Crescimento no Consumo das Famílias
No Brasil, o crescimento no consumo das famílias foi notável em 2025, com uma alta de 3,68%. Esse crescimento foi impulsionado por uma melhora nas condições econômicas e pelo aumento da renda real. Este aumento ajuda a explicar por que os compradores estão mais dispostos a gastar em itens essenciais e até mesmo em produtos não essenciais.
Em dezembro de 2025, o consumo das famílias cresceu ainda mais, alcançando 15,69% em relação ao mês anterior. Este número é significativo e ilustra uma forte demanda durante a época de festas, especialmente com a injeção de recursos do 13º salário na economia. Essa injeção de renda tem impacto direto no comportamento dos consumidores.
Além disso, os dados da Associação Brasileira de Supermercados (Abras) mostram que a cesta de 35 produtos de consumo básico teve uma alta de 0,73%, totalizando R$ 800,35 em média. Essa cesta inclui itens como alimentos, bebidas e produtos de limpeza. A variação regional também apresentou diferenças, com o Norte do país mostrando a maior alta.

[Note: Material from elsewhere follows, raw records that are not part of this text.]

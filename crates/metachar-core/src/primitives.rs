//! # Innate Primitives
//!
//! Hardcoded constants for the MetaChar core: document markers, factory
//! defaults and evaluation limits. They are compiled in and immutable at
//! runtime.

use std::num::NonZeroI64;

/// Version string written into the document header.
pub const FORMAT_VERSION: &str = "0.0";

/// Prefix of the document's first line, followed by the version string.
pub const HEADER_PREFIX: &str = "#MetaChar version ";

/// Section tag holding every node in registry order.
pub const REGISTRY_TAG: &str = "masterstatlist";

/// Section tag holding the pages.
pub const PAGES_TAG: &str = "MCpages";

/// Tag of a single page block.
pub const PAGE_TAG: &str = "BoxOfStats";

/// Literal written for an absent optional reference.
pub const NONE_LITERAL: &str = "None";

/// Boolean literals of the document format.
pub const TRUE_LITERAL: &str = "True";
pub const FALSE_LITERAL: &str = "False";

/// Share of the bar taken by a node's name button.
pub const DEFAULT_BUTTON_WIDTH: f64 = 0.5;

/// Width of a header bar's button, which spans the whole bar.
pub const WIDE_BUTTON_WIDTH: f64 = 1.0;

/// Background colour of a new page.
pub const DEFAULT_PAGE_COLOR: (f64, f64, f64) = (0.0, 0.5, 0.55);

/// Divisor of a newly created fraction.
pub const DEFAULT_DIVISOR: NonZeroI64 = nonzero(2);

/// Divisor used when an edited divisor is not a number.
pub const FALLBACK_DIVISOR: NonZeroI64 = nonzero(1);

/// Ability score that yields a modifier of zero.
pub const ABILITY_BASELINE: i64 = 10;

/// Score points per modifier step.
pub const ABILITY_STEP: i64 = 2;

/// Base score of the owned child a new ability bar starts with.
pub const ABILITY_BASE_SCORE: i64 = 10;

/// Description given to a new ability bar.
pub const ABILITY_DESCRIPTION: &str =
    "Ability score is listed first, followed by the roll modifier in parentheses.";

/// Name and description of the owned child a new ability bar starts with.
pub const BASE_SCORE_NAME: &str = "Base score";
pub const BASE_SCORE_DESCRIPTION: &str = "Score assigned at level 1 before racial modifiers";

/// Deepest element nesting the document reader accepts.
///
/// Sheet documents nest three levels; anything far deeper is corrupt.
pub const MAX_ELEMENT_DEPTH: usize = 32;

const fn nonzero(value: i64) -> NonZeroI64 {
    match NonZeroI64::new(value) {
        Some(v) => v,
        None => NonZeroI64::MIN,
    }
}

Crescimento significativo em categorias específicas, como alimentos e produtos de higiene, reflete a adaptação à inflação controlada. Para os brasileiros, a rentabilidade e a estabilidade dos preços são fatores essenciais que guiavam as escolhas de consumo durante o ano.

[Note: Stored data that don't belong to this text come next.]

// =============================================================================
// HELPER FUNCTIONS
// =============================================================================

/// Read the sheet file, with a hint when it does not exist yet.
pub fn load_sheet(path: &Path) -> Result<Sheet, MetaCharError> {
    if !path.is_file() {
        return Err(MetaCharError::IoError(format!(
            "Sheet '{}' not found. Create one with `metachar new`.",
            path.display()
        )));
    }
    let sheet = Sheet::read_file(path)?;
    tracing::debug!(
        path = %path.display(),
        nodes = sheet.registry().live_count(),
        "sheet loaded"
    );
    Ok(sheet)
}

fn store_sheet(sheet: &Sheet, path: &Path) -> Result<(), MetaCharError> {
    sheet.write_file(path)?;
    tracing::debug!(path = %path.display(), "sheet saved");
    Ok(())
}

/// Resolve a user-supplied index to a live node.
fn node_id(sheet: &Sheet, index: usize) -> Result<NodeId, MetaCharError> {
    sheet.registry().by_index(index)
}

/// Print the node an edit touched, with its current display text.
fn report(out: Output, sheet: &Sheet, id: NodeId, verb: &str) -> Result<(), MetaCharError> {
    let view = NodeView::build(sheet, id)?;
    if out.json {
        out.json(&serde_json::json!({ "node": view }));
    } else if view.text.is_empty() {
        out.info(&format!("{verb} [{}] {}", view.id, view.name));
    } else {
        out.info(&format!("{verb} [{}] {}  {}", view.id, view.name, view.text));
    }
    Ok(())
}

// =============================================================================
// TESTS
// =============================================================================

Valor da Cesta Abrasmercado e Variações Regionais
O valor da Cesta Abrasmercado é uma referência importante para entender o consumo no Brasil. Em 2025, essa cesta, que inclui 35 produtos, teve alta de 0,73%. O preço médio ficou em R$ 800,35. Itens como alimentos, bebidas e produtos de limpeza estão dentro desse cálculo. Essa informação ajuda a traçar um panorama sobre como as famílias estão gastando.
As variações regionais também são notáveis. A região Norte teve a maior alta, com aumento de 1,36% nos preços. No entanto, o Centro-Oeste foi a única região a mostrar uma queda de 0,47%, com um preço médio de R$ 753,68. Isso mostra como o custo de vida pode variar significativamente em diferentes partes do país.
Essas variações refletem tanto as condições econômicas locais quanto os fatores sazonais. A combinação de clima, produção agrícola e demanda pode impactar os preços que as famílias pagam. Por isso, acompanhar o valor da cesta é essencial para entender o poder de compra das pessoas.
Além disso, essa informação é útil para comerciantes e formuladores de políticas. Eles podem entender melhor como os preços afetam o consumo em cada região e elaborar estratégias que atendam a essas necessidades.